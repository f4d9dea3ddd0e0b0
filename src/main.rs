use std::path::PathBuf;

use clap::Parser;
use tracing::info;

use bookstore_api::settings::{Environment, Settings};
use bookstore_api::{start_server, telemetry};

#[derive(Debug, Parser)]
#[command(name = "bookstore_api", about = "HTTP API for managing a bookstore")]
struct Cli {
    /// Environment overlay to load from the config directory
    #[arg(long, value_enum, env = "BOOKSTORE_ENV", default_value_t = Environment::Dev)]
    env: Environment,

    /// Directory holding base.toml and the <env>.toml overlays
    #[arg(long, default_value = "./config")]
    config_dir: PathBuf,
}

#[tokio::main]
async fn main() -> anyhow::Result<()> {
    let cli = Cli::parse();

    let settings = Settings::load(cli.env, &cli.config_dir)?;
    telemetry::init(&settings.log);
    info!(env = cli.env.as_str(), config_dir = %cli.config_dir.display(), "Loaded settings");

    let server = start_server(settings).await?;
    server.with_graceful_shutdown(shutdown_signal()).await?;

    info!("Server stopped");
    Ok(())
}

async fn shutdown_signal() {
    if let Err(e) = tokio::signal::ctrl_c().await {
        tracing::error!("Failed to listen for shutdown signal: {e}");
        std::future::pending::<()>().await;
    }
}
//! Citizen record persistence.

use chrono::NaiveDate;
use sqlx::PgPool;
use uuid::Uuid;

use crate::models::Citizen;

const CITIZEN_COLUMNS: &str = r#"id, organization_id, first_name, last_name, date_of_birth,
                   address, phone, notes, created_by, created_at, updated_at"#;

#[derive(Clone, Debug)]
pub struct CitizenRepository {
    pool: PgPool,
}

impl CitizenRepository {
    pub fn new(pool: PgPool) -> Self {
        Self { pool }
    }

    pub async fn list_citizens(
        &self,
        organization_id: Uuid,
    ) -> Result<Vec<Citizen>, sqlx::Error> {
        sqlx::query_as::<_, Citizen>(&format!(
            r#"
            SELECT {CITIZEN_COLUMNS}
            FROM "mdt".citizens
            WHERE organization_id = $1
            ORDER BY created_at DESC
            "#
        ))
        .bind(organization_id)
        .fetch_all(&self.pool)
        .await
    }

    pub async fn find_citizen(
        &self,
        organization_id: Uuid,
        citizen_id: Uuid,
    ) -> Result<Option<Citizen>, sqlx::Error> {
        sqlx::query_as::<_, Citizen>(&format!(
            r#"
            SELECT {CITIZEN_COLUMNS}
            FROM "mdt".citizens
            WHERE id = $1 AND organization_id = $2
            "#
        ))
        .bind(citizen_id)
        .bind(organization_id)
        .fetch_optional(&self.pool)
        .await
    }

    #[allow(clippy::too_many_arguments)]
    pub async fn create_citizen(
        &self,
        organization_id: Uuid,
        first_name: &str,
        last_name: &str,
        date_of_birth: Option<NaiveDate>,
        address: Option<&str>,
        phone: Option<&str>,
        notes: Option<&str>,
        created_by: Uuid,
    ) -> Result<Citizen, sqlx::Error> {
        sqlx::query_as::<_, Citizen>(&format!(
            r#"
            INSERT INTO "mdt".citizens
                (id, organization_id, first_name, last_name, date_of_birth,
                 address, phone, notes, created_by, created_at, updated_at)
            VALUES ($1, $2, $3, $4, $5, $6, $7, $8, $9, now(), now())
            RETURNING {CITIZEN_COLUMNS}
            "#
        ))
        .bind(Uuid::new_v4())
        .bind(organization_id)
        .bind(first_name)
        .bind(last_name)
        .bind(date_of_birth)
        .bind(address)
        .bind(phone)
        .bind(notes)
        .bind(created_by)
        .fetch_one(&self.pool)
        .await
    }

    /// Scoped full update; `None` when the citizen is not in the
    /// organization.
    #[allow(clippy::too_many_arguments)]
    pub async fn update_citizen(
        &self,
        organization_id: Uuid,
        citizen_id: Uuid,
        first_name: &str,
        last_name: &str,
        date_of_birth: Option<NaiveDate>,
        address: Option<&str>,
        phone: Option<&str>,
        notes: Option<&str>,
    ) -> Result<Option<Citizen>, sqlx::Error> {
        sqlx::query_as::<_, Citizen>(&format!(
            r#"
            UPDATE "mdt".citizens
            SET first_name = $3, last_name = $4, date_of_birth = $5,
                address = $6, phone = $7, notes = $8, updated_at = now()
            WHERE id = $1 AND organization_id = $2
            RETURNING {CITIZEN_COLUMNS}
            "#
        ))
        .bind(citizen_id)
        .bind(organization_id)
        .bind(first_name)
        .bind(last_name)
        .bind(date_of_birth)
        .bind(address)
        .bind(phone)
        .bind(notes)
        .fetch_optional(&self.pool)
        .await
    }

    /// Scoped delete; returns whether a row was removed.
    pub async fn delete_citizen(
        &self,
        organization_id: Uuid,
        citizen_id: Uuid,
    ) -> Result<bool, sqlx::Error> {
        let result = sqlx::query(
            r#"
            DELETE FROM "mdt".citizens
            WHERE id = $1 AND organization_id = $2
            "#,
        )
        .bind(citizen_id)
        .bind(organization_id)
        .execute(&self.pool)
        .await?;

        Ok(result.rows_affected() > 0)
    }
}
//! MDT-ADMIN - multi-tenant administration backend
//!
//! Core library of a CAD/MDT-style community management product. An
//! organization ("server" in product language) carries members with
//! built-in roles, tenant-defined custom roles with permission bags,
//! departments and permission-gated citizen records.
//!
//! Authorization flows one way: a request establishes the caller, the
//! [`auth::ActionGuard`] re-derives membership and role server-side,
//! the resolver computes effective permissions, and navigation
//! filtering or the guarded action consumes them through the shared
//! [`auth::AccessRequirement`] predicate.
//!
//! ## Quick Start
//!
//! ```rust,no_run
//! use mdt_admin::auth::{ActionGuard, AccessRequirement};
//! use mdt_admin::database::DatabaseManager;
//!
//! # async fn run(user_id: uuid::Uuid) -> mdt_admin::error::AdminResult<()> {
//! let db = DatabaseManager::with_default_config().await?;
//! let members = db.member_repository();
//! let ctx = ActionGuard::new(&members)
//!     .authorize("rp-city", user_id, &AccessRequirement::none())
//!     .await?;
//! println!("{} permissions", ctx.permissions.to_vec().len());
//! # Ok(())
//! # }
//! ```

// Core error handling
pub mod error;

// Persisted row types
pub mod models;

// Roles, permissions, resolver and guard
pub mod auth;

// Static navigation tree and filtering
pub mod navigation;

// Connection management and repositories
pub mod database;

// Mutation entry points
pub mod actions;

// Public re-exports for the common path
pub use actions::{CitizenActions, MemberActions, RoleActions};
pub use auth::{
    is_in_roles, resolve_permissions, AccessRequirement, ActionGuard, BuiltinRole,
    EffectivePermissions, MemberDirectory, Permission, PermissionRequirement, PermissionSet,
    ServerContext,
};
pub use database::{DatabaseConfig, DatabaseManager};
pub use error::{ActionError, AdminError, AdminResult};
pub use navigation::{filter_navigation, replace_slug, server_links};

--

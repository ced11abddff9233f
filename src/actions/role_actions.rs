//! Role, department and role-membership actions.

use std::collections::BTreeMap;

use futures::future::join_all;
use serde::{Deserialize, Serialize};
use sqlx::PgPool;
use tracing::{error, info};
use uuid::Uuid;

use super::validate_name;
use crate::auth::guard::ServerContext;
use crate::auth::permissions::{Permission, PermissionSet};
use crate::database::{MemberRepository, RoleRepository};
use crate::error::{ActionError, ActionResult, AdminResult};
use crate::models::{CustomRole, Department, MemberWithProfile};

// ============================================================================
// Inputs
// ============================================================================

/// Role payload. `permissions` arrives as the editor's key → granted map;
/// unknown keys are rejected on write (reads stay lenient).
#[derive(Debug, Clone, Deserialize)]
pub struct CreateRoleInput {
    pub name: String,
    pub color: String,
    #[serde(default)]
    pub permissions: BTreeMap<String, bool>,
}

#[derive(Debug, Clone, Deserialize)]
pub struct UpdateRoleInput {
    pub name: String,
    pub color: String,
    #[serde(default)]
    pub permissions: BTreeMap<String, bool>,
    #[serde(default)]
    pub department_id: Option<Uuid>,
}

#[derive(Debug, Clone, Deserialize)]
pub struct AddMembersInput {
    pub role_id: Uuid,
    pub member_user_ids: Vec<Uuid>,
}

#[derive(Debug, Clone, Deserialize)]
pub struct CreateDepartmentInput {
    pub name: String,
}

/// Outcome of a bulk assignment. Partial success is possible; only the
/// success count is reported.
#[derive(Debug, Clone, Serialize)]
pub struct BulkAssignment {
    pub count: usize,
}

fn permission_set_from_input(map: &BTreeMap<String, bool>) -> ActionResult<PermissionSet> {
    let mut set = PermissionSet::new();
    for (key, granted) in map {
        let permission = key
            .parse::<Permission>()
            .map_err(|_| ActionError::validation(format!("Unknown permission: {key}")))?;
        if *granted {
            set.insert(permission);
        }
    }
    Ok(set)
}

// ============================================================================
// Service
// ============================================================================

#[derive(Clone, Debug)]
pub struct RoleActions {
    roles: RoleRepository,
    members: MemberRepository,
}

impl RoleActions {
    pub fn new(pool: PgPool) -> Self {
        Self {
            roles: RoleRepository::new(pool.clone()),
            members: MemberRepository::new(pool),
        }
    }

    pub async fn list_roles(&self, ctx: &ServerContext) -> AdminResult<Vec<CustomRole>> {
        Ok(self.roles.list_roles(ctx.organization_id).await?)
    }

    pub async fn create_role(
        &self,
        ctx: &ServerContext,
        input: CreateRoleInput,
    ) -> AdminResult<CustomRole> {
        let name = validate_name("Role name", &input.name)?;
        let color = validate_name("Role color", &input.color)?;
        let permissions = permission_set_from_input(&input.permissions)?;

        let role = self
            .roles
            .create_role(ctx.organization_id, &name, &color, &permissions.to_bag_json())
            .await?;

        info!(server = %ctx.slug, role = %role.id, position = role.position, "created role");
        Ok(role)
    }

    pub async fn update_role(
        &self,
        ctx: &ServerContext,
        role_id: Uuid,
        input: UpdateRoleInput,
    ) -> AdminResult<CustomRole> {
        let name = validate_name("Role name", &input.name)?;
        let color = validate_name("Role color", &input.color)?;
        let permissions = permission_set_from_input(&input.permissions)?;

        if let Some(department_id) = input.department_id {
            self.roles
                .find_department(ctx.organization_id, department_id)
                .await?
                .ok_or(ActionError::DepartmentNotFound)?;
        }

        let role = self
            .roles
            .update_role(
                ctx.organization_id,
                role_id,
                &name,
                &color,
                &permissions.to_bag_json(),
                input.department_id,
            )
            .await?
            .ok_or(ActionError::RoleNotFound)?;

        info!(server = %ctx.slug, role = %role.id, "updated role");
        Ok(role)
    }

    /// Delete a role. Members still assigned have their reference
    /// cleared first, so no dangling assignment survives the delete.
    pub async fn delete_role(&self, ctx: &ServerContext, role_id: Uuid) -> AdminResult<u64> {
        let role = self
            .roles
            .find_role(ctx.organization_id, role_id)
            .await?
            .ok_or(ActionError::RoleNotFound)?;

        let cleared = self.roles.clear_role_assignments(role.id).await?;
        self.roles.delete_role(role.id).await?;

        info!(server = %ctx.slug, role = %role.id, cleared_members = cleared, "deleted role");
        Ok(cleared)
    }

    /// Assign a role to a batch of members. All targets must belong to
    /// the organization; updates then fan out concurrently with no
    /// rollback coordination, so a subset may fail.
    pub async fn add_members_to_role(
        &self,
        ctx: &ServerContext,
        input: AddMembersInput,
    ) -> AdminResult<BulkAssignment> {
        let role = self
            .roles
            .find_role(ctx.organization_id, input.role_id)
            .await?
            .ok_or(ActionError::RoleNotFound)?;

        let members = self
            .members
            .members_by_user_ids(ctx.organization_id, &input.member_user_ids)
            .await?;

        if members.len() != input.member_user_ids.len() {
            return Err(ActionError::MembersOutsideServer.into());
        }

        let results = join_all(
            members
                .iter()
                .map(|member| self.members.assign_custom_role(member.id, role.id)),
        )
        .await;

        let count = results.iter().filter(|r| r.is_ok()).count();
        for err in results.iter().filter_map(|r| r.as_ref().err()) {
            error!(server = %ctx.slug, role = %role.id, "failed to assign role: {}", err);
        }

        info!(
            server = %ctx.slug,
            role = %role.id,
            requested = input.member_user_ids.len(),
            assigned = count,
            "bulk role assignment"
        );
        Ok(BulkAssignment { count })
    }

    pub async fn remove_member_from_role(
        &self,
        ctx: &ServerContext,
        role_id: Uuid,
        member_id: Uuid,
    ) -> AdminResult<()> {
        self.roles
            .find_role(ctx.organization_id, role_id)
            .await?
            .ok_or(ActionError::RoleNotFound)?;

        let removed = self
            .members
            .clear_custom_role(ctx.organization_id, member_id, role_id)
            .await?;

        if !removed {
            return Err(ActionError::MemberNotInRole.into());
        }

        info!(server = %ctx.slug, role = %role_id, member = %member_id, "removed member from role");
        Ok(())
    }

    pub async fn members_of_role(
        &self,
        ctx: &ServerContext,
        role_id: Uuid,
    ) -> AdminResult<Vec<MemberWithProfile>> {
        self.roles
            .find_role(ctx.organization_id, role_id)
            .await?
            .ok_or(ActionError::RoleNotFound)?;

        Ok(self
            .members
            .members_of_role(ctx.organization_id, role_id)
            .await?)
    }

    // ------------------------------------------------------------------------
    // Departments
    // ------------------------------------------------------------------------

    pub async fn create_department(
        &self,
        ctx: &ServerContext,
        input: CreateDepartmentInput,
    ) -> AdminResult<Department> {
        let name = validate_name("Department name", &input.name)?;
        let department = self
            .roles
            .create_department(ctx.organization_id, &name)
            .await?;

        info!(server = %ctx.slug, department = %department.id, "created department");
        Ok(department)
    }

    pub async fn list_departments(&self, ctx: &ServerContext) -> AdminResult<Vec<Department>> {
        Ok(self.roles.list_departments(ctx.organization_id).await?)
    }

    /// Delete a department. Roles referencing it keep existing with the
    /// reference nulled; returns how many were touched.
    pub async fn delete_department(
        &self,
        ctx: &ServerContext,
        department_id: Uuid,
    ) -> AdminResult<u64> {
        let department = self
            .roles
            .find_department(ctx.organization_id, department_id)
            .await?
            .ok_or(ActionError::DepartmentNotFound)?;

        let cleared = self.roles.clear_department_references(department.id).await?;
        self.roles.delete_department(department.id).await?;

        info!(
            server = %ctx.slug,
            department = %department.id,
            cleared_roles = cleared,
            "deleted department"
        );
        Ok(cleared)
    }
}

▶ _What is expected_: Copy out, word for word, the part of the entries above that begins at the line with "repository f4d9dea3ddd0e0b0" and ends at the line with "let settings = Settings::load(cli.env, &cli.config_dir)?;", including both.

▶ _Answer to the problem_:
repository f4d9dea3ddd0e0b0
filename src/main.rs
use std::path::PathBuf;

use clap::Parser;
use tracing::info;

use bookstore_api::settings::{Environment, Settings};
use bookstore_api::{start_server, telemetry};

#[derive(Debug, Parser)]
#[command(name = "bookstore_api", about = "HTTP API for managing a bookstore")]
struct Cli {
    /// Environment overlay to load from the config directory
    #[arg(long, value_enum, env = "BOOKSTORE_ENV", default_value_t = Environment::Dev)]
    env: Environment,

    /// Directory holding base.toml and the <env>.toml overlays
    #[arg(long, default_value = "./config")]
    config_dir: PathBuf,
}

#[tokio::main]
async fn main() -> anyhow::Result<()> {
    let cli = Cli::parse();

    let settings = Settings::load(cli.env, &cli.config_dir)?;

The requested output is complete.